━━━━━ RECORDS FOR THE TASK

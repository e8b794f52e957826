//! Workspace users and channels as delivered by the source of truth

use chrono::{DateTime, SecondsFormat, Utc};
use serde::{Deserialize, Serialize};

use super::record::DesiredRecord;
use super::value::{FieldMap, FieldValue};
use crate::util::normalize_text_option;

/// Channel field carrying member domain ids before link resolution.
pub const MEMBERS_ID_FIELD: &str = "Members Id";

/// A workspace member.
#[derive(Debug, Clone, PartialEq, Eq, Serialize, Deserialize)]
pub struct WorkspaceUser {
    pub id: String,
    pub display_name: String,
    pub real_name: String,
    #[serde(default)]
    pub email: Option<String>,
    pub updated: DateTime<Utc>,
    #[serde(default = "default_true")]
    pub is_active: bool,
    #[serde(default)]
    pub roles: Vec<String>,
    /// Channels the user belongs to. Only counted; the link lives on Channels.
    #[serde(default)]
    pub channel_ids: Vec<String>,
}

impl WorkspaceUser {
    #[must_use]
    pub fn to_desired(&self) -> DesiredRecord {
        let mut fields = FieldMap::new();
        fields.insert("Display Name".into(), FieldValue::text(&self.display_name));
        fields.insert("Real Name".into(), FieldValue::text(&self.real_name));
        fields.insert(
            "Email".into(),
            FieldValue::optional_text(normalize_text_option(self.email.clone())),
        );
        fields.insert("Updated".into(), FieldValue::Text(iso_instant(self.updated)));
        fields.insert(
            "Num Channels".into(),
            FieldValue::count(self.channel_ids.len()),
        );
        fields.insert("Is Active".into(), FieldValue::Bool(self.is_active));
        fields.insert("Role".into(), FieldValue::list(self.roles.iter().cloned()));
        DesiredRecord::new(&self.id, fields)
    }
}

/// A public or private channel.
#[derive(Debug, Clone, PartialEq, Eq, Serialize, Deserialize)]
pub struct WorkspaceChannel {
    pub id: String,
    pub name: String,
    #[serde(default)]
    pub topic: Option<String>,
    #[serde(default)]
    pub purpose: Option<String>,
    #[serde(default)]
    pub is_private: bool,
    #[serde(default)]
    pub is_archived: bool,
    pub creator_id: String,
    pub created: DateTime<Utc>,
    #[serde(default)]
    pub member_ids: Vec<String>,
}

impl WorkspaceChannel {
    /// Desired record whose `Members Id` still holds user domain ids.
    #[must_use]
    pub fn to_desired(&self) -> DesiredRecord {
        let mut fields = FieldMap::new();
        fields.insert("Name".into(), FieldValue::text(&self.name));
        fields.insert(
            "Topic".into(),
            FieldValue::optional_text(normalize_text_option(self.topic.clone())),
        );
        fields.insert(
            "Purpose".into(),
            FieldValue::optional_text(normalize_text_option(self.purpose.clone())),
        );
        fields.insert("Is Private".into(), FieldValue::Bool(self.is_private));
        fields.insert("Is Archived".into(), FieldValue::Bool(self.is_archived));
        fields.insert("Creator Id".into(), FieldValue::text(&self.creator_id));
        fields.insert("Created".into(), FieldValue::Text(iso_instant(self.created)));
        fields.insert(
            "Num Members".into(),
            FieldValue::count(self.member_ids.len()),
        );
        fields.insert(
            MEMBERS_ID_FIELD.into(),
            FieldValue::list(self.member_ids.iter().cloned()),
        );
        DesiredRecord::new(&self.id, fields)
    }
}

/// Everything one sync run pushes.
#[derive(Debug, Clone, Default, PartialEq, Eq, Serialize, Deserialize)]
pub struct WorkspaceDump {
    #[serde(default)]
    pub users: Vec<WorkspaceUser>,
    #[serde(default)]
    pub channels: Vec<WorkspaceChannel>,
}

impl WorkspaceDump {
    #[must_use]
    pub fn desired_users(&self) -> Vec<DesiredRecord> {
        self.users.iter().map(WorkspaceUser::to_desired).collect()
    }

    #[must_use]
    pub fn desired_channels(&self) -> Vec<DesiredRecord> {
        self.channels
            .iter()
            .map(WorkspaceChannel::to_desired)
            .collect()
    }
}

/// Second-precision UTC timestamp with a `Z` suffix.
#[must_use]
pub fn iso_instant(value: DateTime<Utc>) -> String {
    value.to_rfc3339_opts(SecondsFormat::Secs, true)
}

const fn default_true() -> bool {
    true
}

━━━━━━━━━━

_TASK TO COMPLETE_
Print the entries once more, identical in every line.

_OUTPUT FOR THIS EXERCISE_
repository e8b794f52e957826
//! Workspace users and channels as delivered by the source of truth

use chrono::{DateTime, SecondsFormat, Utc};
use serde::{Deserialize, Serialize};

use super::record::DesiredRecord;
use super::value::{FieldMap, FieldValue};
use crate::util::normalize_text_option;

/// Channel field carrying member domain ids before link resolution.
pub const MEMBERS_ID_FIELD: &str = "Members Id";

/// A workspace member.
#[derive(Debug, Clone, PartialEq, Eq, Serialize, Deserialize)]
pub struct WorkspaceUser {
    pub id: String,
    pub display_name: String,
    pub real_name: String,
    #[serde(default)]
    pub email: Option<String>,
    pub updated: DateTime<Utc>,
    #[serde(default = "default_true")]
    pub is_active: bool,
    #[serde(default)]
    pub roles: Vec<String>,
    /// Channels the user belongs to. Only counted; the link lives on Channels.
    #[serde(default)]
    pub channel_ids: Vec<String>,
}

impl WorkspaceUser {
    #[must_use]
    pub fn to_desired(&self) -> DesiredRecord {
        let mut fields = FieldMap::new();
        fields.insert("Display Name".into(), FieldValue::text(&self.display_name));
        fields.insert("Real Name".into(), FieldValue::text(&self.real_name));
        fields.insert(
            "Email".into(),
            FieldValue::optional_text(normalize_text_option(self.email.clone())),
        );
        fields.insert("Updated".into(), FieldValue::Text(iso_instant(self.updated)));
        fields.insert(
            "Num Channels".into(),
            FieldValue::count(self.channel_ids.len()),
        );
        fields.insert("Is Active".into(), FieldValue::Bool(self.is_active));
        fields.insert("Role".into(), FieldValue::list(self.roles.iter().cloned()));
        DesiredRecord::new(&self.id, fields)
    }
}

/// A public or private channel.
#[derive(Debug, Clone, PartialEq, Eq, Serialize, Deserialize)]
pub struct WorkspaceChannel {
    pub id: String,
    pub name: String,
    #[serde(default)]
    pub topic: Option<String>,
    #[serde(default)]
    pub purpose: Option<String>,
    #[serde(default)]
    pub is_private: bool,
    #[serde(default)]
    pub is_archived: bool,
    pub creator_id: String,
    pub created: DateTime<Utc>,
    #[serde(default)]
    pub member_ids: Vec<String>,
}

impl WorkspaceChannel {
    /// Desired record whose `Members Id` still holds user domain ids.
    #[must_use]
    pub fn to_desired(&self) -> DesiredRecord {
        let mut fields = FieldMap::new();
        fields.insert("Name".into(), FieldValue::text(&self.name));
        fields.insert(
            "Topic".into(),
            FieldValue::optional_text(normalize_text_option(self.topic.clone())),
        );
        fields.insert(
            "Purpose".into(),
            FieldValue::optional_text(normalize_text_option(self.purpose.clone())),
        );
        fields.insert("Is Private".into(), FieldValue::Bool(self.is_private));
        fields.insert("Is Archived".into(), FieldValue::Bool(self.is_archived));
        fields.insert("Creator Id".into(), FieldValue::text(&self.creator_id));
        fields.insert("Created".into(), FieldValue::Text(iso_instant(self.created)));
        fields.insert(
            "Num Members".into(),
            FieldValue::count(self.member_ids.len()),
        );
        fields.insert(
            MEMBERS_ID_FIELD.into(),
            FieldValue::list(self.member_ids.iter().cloned()),
        );
        DesiredRecord::new(&self.id, fields)
    }
}

/// Everything one sync run pushes.
#[derive(Debug, Clone, Default, PartialEq, Eq, Serialize, Deserialize)]
pub struct WorkspaceDump {
    #[serde(default)]
    pub users: Vec<WorkspaceUser>,
    #[serde(default)]
    pub channels: Vec<WorkspaceChannel>,
}

impl WorkspaceDump {
    #[must_use]
    pub fn desired_users(&self) -> Vec<DesiredRecord> {
        self.users.iter().map(WorkspaceUser::to_desired).collect()
    }

    #[must_use]
    pub fn desired_channels(&self) -> Vec<DesiredRecord> {
        self.channels
            .iter()
            .map(WorkspaceChannel::to_desired)
            .collect()
    }
}

/// Second-precision UTC timestamp with a `Z` suffix.
#[must_use]
pub fn iso_instant(value: DateTime<Utc>) -> String {
    value.to_rfc3339_opts(SecondsFormat::Secs, true)
}

const fn default_true() -> bool {
    true
}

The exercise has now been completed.